WORK TASK: Restate the records exactly. Include all of them.

MATERIAL FOR THIS EXERCISE:
════════

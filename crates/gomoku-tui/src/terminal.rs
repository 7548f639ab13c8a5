//! Terminal backend for the shell.
//!
//! Implements [`RenderBackend`] and [`MenuBackend`] using crossterm for input
//! and ratatui for output. Each surface is an off-screen [`Canvas`]; `present`
//! copies it to the terminal in one draw.

use std::{
    io::{self, Stdout, stdout},
    time::{Duration, Instant},
};

use crossterm::{
    event::{
        self, DisableMouseCapture, EnableMouseCapture, Event, KeyCode, KeyEvent, KeyEventKind,
        KeyModifiers, MouseButton, MouseEventKind,
    },
    execute,
    terminal::{EnterAlternateScreen, LeaveAlternateScreen, disable_raw_mode, enable_raw_mode},
};
use gomoku_app::{
    Color, Coordinate, InputEvent, Key, MenuBackend, MenuInstance, Rect, RenderBackend,
    SurfaceHandle,
};
use ratatui::{Terminal, backend::CrosstermBackend};
use thiserror::Error;

use crate::{Canvas, canvas::cell_to_window};

/// Terminal backend errors.
#[derive(Debug, Error)]
pub enum TerminalError {
    /// I/O error from terminal operations.
    #[error("I/O error: {0}")]
    Io(#[from] io::Error),

    /// Draw call against a surface this backend never created.
    #[error("unknown surface {0:?}")]
    UnknownSurface(SurfaceHandle),
}

/// Run `init`, calling `restore` if any step of it fails.
fn restore_on_error<T>(
    init: impl FnOnce() -> io::Result<T>,
    restore: impl FnOnce(),
) -> io::Result<T> {
    init().inspect_err(|_| restore())
}

/// Terminal backend implementing the backend traits.
///
/// Owns the terminal from construction until [`RenderBackend::teardown`] or
/// drop, whichever comes first.
pub struct TerminalBackend {
    terminal: Terminal<CrosstermBackend<Stdout>>,
    window: Coordinate,
    area: ratatui::layout::Rect,
    surfaces: Vec<Canvas>,
    last_tick: Instant,
    active: bool,
}

impl TerminalBackend {
    /// Take over the terminal for a window of `window` units.
    ///
    /// The terminal is restored if setup fails halfway.
    pub fn new(window: Coordinate) -> Result<Self, TerminalError> {
        let (terminal, size) = restore_on_error(
            || {
                let terminal = Self::setup()?;
                let size = terminal.size()?;
                Ok((terminal, size))
            },
            Self::restore,
        )?;

        Ok(Self {
            terminal,
            window,
            area: ratatui::layout::Rect::new(0, 0, size.width, size.height),
            surfaces: Vec::new(),
            last_tick: Instant::now(),
            active: true,
        })
    }

    fn setup() -> io::Result<Terminal<CrosstermBackend<Stdout>>> {
        enable_raw_mode()?;
        execute!(stdout(), EnterAlternateScreen, EnableMouseCapture)?;
        Terminal::new(CrosstermBackend::new(stdout()))
    }

    fn restore() {
        if let Err(e) = disable_raw_mode() {
            tracing::warn!("Failed to disable raw mode: {e}");
        }
        if let Err(e) = execute!(stdout(), DisableMouseCapture, LeaveAlternateScreen) {
            tracing::warn!("Failed to leave alternate screen: {e}");
        }
    }

    fn canvas(&mut self, surface: SurfaceHandle) -> Result<&mut Canvas, TerminalError> {
        self.surfaces
            .get_mut(surface.id() as usize)
            .ok_or(TerminalError::UnknownSurface(surface))
    }

    /// Convert a crossterm key press.
    fn convert_key(key: KeyEvent) -> Option<InputEvent> {
        if key.modifiers.contains(KeyModifiers::CONTROL) && key.code == KeyCode::Char('c') {
            return Some(InputEvent::Quit);
        }

        let key = match key.code {
            KeyCode::Char(c) => Key::Char(c),
            KeyCode::Enter => Key::Enter,
            KeyCode::Esc => Key::Esc,
            KeyCode::Tab => Key::Tab,
            KeyCode::Backspace => Key::Backspace,
            KeyCode::Up => Key::Up,
            KeyCode::Down => Key::Down,
            KeyCode::Left => Key::Left,
            KeyCode::Right => Key::Right,
            _ => return None,
        };
        Some(InputEvent::KeyDown(key))
    }

    /// Convert a crossterm event for a window shown on `area` cells.
    fn convert_event(
        event: &Event,
        window: Coordinate,
        area: ratatui::layout::Rect,
    ) -> Option<InputEvent> {
        match event {
            Event::Key(key) if key.kind == KeyEventKind::Press => Self::convert_key(*key),
            Event::Mouse(mouse) if mouse.kind == MouseEventKind::Down(MouseButton::Left) => {
                Some(InputEvent::Click(cell_to_window(window, area, mouse.column, mouse.row)))
            },
            Event::Resize(columns, rows) => {
                Some(InputEvent::Resize(u32::from(*columns), u32::from(*rows)))
            },
            _ => None,
        }
    }

    fn resize(&mut self, columns: u16, rows: u16) {
        self.area = ratatui::layout::Rect::new(0, 0, columns, rows);
        for canvas in &mut self.surfaces {
            canvas.resize(self.area);
        }
        tracing::debug!(columns, rows, "terminal resized");
    }
}

impl RenderBackend for TerminalBackend {
    type Error = TerminalError;

    fn create_surface(&mut self, size: Coordinate) -> Result<SurfaceHandle, Self::Error> {
        let handle = SurfaceHandle::new(self.surfaces.len() as u32);
        self.surfaces.push(Canvas::new(size, self.area));
        tracing::debug!(id = handle.id(), %size, "surface created");
        Ok(handle)
    }

    fn fill_rect(
        &mut self,
        surface: SurfaceHandle,
        color: Color,
        rect: Rect,
    ) -> Result<(), Self::Error> {
        self.canvas(surface)?.fill(color, rect);
        Ok(())
    }

    fn draw_rect(
        &mut self,
        surface: SurfaceHandle,
        color: Color,
        rect: Rect,
        _stroke_width: u32,
    ) -> Result<(), Self::Error> {
        self.canvas(surface)?.stroke(color, rect);
        Ok(())
    }

    fn present(&mut self, surface: SurfaceHandle) -> Result<(), Self::Error> {
        let canvas = self
            .surfaces
            .get_mut(surface.id() as usize)
            .ok_or(TerminalError::UnknownSurface(surface))?;

        self.terminal.draw(|frame| canvas.blit(frame.buffer_mut()))?;
        canvas.reset();
        Ok(())
    }

    fn poll_events(&mut self) -> Result<Vec<InputEvent>, Self::Error> {
        let mut events = Vec::new();
        while event::poll(Duration::ZERO)? {
            let event = event::read()?;
            if let Event::Resize(columns, rows) = event {
                self.resize(columns, rows);
            }
            if let Some(input) = Self::convert_event(&event, self.window, self.area) {
                events.push(input);
            }
        }
        Ok(events)
    }

    fn tick(&mut self, target_fps: u32) -> Duration {
        let frame = Duration::from_secs(1) / target_fps.max(1);
        let remaining = (self.last_tick + frame).saturating_duration_since(Instant::now());

        // Wake early on input; the next poll picks it up
        if !remaining.is_zero()
            && let Err(e) = event::poll(remaining)
        {
            tracing::warn!("Failed to wait for input: {e}");
        }

        let now = Instant::now();
        let dt = now - self.last_tick;
        self.last_tick = now;
        dt
    }

    fn teardown(&mut self) {
        if !self.active {
            return;
        }
        self.active = false;

        Self::restore();
        if let Err(e) = self.terminal.show_cursor() {
            tracing::warn!("Failed to show cursor: {e}");
        }
    }
}

impl MenuBackend for TerminalBackend {
    fn render_menu(&mut self, instance: &MenuInstance) -> Result<(), Self::Error> {
        let surface = instance.surface().unwrap_or(SurfaceHandle::new(0));
        self.canvas(surface)?.draw_menu(instance);
        Ok(())
    }
}

impl Drop for TerminalBackend {
    fn drop(&mut self) {
        self.teardown();
    }
}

════════

ANSWER SECTION:
filename crates/gomoku-tui/src/terminal.rs
repository 7548f639ab13c8a5
//! Terminal backend for the shell.
//!
//! Implements [`RenderBackend`] and [`MenuBackend`] using crossterm for input
//! and ratatui for output. Each surface is an off-screen [`Canvas`]; `present`
//! copies it to the terminal in one draw.

use std::{
    io::{self, Stdout, stdout},
    time::{Duration, Instant},
};

use crossterm::{
    event::{
        self, DisableMouseCapture, EnableMouseCapture, Event, KeyCode, KeyEvent, KeyEventKind,
        KeyModifiers, MouseButton, MouseEventKind,
    },
    execute,
    terminal::{EnterAlternateScreen, LeaveAlternateScreen, disable_raw_mode, enable_raw_mode},
};
use gomoku_app::{
    Color, Coordinate, InputEvent, Key, MenuBackend, MenuInstance, Rect, RenderBackend,
    SurfaceHandle,
};
use ratatui::{Terminal, backend::CrosstermBackend};
use thiserror::Error;

use crate::{Canvas, canvas::cell_to_window};

/// Terminal backend errors.
#[derive(Debug, Error)]
pub enum TerminalError {
    /// I/O error from terminal operations.
    #[error("I/O error: {0}")]
    Io(#[from] io::Error),

    /// Draw call against a surface this backend never created.
    #[error("unknown surface {0:?}")]
    UnknownSurface(SurfaceHandle),
}

/// Run `init`, calling `restore` if any step of it fails.
fn restore_on_error<T>(
    init: impl FnOnce() -> io::Result<T>,
    restore: impl FnOnce(),
) -> io::Result<T> {
    init().inspect_err(|_| restore())
}

/// Terminal backend implementing the backend traits.
///
/// Owns the terminal from construction until [`RenderBackend::teardown`] or
/// drop, whichever comes first.
pub struct TerminalBackend {
    terminal: Terminal<CrosstermBackend<Stdout>>,
    window: Coordinate,
    area: ratatui::layout::Rect,
    surfaces: Vec<Canvas>,
    last_tick: Instant,
    active: bool,
}

impl TerminalBackend {
    /// Take over the terminal for a window of `window` units.
    ///
    /// The terminal is restored if setup fails halfway.
    pub fn new(window: Coordinate) -> Result<Self, TerminalError> {
        let (terminal, size) = restore_on_error(
            || {
                let terminal = Self::setup()?;
                let size = terminal.size()?;
                Ok((terminal, size))
            },
            Self::restore,
        )?;

        Ok(Self {
            terminal,
            window,
            area: ratatui::layout::Rect::new(0, 0, size.width, size.height),
            surfaces: Vec::new(),
            last_tick: Instant::now(),
            active: true,
        })
    }

    fn setup() -> io::Result<Terminal<CrosstermBackend<Stdout>>> {
        enable_raw_mode()?;
        execute!(stdout(), EnterAlternateScreen, EnableMouseCapture)?;
        Terminal::new(CrosstermBackend::new(stdout()))
    }

    fn restore() {
        if let Err(e) = disable_raw_mode() {
            tracing::warn!("Failed to disable raw mode: {e}");
        }
        if let Err(e) = execute!(stdout(), DisableMouseCapture, LeaveAlternateScreen) {
            tracing::warn!("Failed to leave alternate screen: {e}");
        }
    }

    fn canvas(&mut self, surface: SurfaceHandle) -> Result<&mut Canvas, TerminalError> {
        self.surfaces
            .get_mut(surface.id() as usize)
            .ok_or(TerminalError::UnknownSurface(surface))
    }

    /// Convert a crossterm key press.
    fn convert_key(key: KeyEvent) -> Option<InputEvent> {
        if key.modifiers.contains(KeyModifiers::CONTROL) && key.code == KeyCode::Char('c') {
            return Some(InputEvent::Quit);
        }

        let key = match key.code {
            KeyCode::Char(c) => Key::Char(c),
            KeyCode::Enter => Key::Enter,
            KeyCode::Esc => Key::Esc,
            KeyCode::Tab => Key::Tab,
            KeyCode::Backspace => Key::Backspace,
            KeyCode::Up => Key::Up,
            KeyCode::Down => Key::Down,
            KeyCode::Left => Key::Left,
            KeyCode::Right => Key::Right,
            _ => return None,
        };
        Some(InputEvent::KeyDown(key))
    }

    /// Convert a crossterm event for a window shown on `area` cells.
    fn convert_event(
        event: &Event,
        window: Coordinate,
        area: ratatui::layout::Rect,
    ) -> Option<InputEvent> {
        match event {
            Event::Key(key) if key.kind == KeyEventKind::Press => Self::convert_key(*key),
            Event::Mouse(mouse) if mouse.kind == MouseEventKind::Down(MouseButton::Left) => {
                Some(InputEvent::Click(cell_to_window(window, area, mouse.column, mouse.row)))
            },
            Event::Resize(columns, rows) => {
                Some(InputEvent::Resize(u32::from(*columns), u32::from(*rows)))
            },
            _ => None,
        }
    }

    fn resize(&mut self, columns: u16, rows: u16) {
        self.area = ratatui::layout::Rect::new(0, 0, columns, rows);
        for canvas in &mut self.surfaces {
            canvas.resize(self.area);
        }
        tracing::debug!(columns, rows, "terminal resized");
    }
}

impl RenderBackend for TerminalBackend {
    type Error = TerminalError;

    fn create_surface(&mut self, size: Coordinate) -> Result<SurfaceHandle, Self::Error> {
        let handle = SurfaceHandle::new(self.surfaces.len() as u32);
        self.surfaces.push(Canvas::new(size, self.area));
        tracing::debug!(id = handle.id(), %size, "surface created");
        Ok(handle)
    }

    fn fill_rect(
        &mut self,
        surface: SurfaceHandle,
        color: Color,
        rect: Rect,
    ) -> Result<(), Self::Error> {
        self.canvas(surface)?.fill(color, rect);
        Ok(())
    }

    fn draw_rect(
        &mut self,
        surface: SurfaceHandle,
        color: Color,
        rect: Rect,
        _stroke_width: u32,
    ) -> Result<(), Self::Error> {
        self.canvas(surface)?.stroke(color, rect);
        Ok(())
    }

    fn present(&mut self, surface: SurfaceHandle) -> Result<(), Self::Error> {
        let canvas = self
            .surfaces
            .get_mut(surface.id() as usize)
            .ok_or(TerminalError::UnknownSurface(surface))?;

        self.terminal.draw(|frame| canvas.blit(frame.buffer_mut()))?;
        canvas.reset();
        Ok(())
    }

    fn poll_events(&mut self) -> Result<Vec<InputEvent>, Self::Error> {
        let mut events = Vec::new();
        while event::poll(Duration::ZERO)? {
            let event = event::read()?;
            if let Event::Resize(columns, rows) = event {
                self.resize(columns, rows);
            }
            if let Some(input) = Self::convert_event(&event, self.window, self.area) {
                events.push(input);
            }
        }
        Ok(events)
    }

    fn tick(&mut self, target_fps: u32) -> Duration {
        let frame = Duration::from_secs(1) / target_fps.max(1);
        let remaining = (self.last_tick + frame).saturating_duration_since(Instant::now());

        // Wake early on input; the next poll picks it up
        if !remaining.is_zero()
            && let Err(e) = event::poll(remaining)
        {
            tracing::warn!("Failed to wait for input: {e}");
        }

        let now = Instant::now();
        let dt = now - self.last_tick;
        self.last_tick = now;
        dt
    }

    fn teardown(&mut self) {
        if !self.active {
            return;
        }
        self.active = false;

        Self::restore();
        if let Err(e) = self.terminal.show_cursor() {
            tracing::warn!("Failed to show cursor: {e}");
        }
    }
}

impl MenuBackend for TerminalBackend {
    fn render_menu(&mut self, instance: &MenuInstance) -> Result<(), Self::Error> {
        let surface = instance.surface().unwrap_or(SurfaceHandle::new(0));
        self.canvas(surface)?.draw_menu(instance);
        Ok(())
    }
}

impl Drop for TerminalBackend {
    fn drop(&mut self) {
        self.teardown();
    }
}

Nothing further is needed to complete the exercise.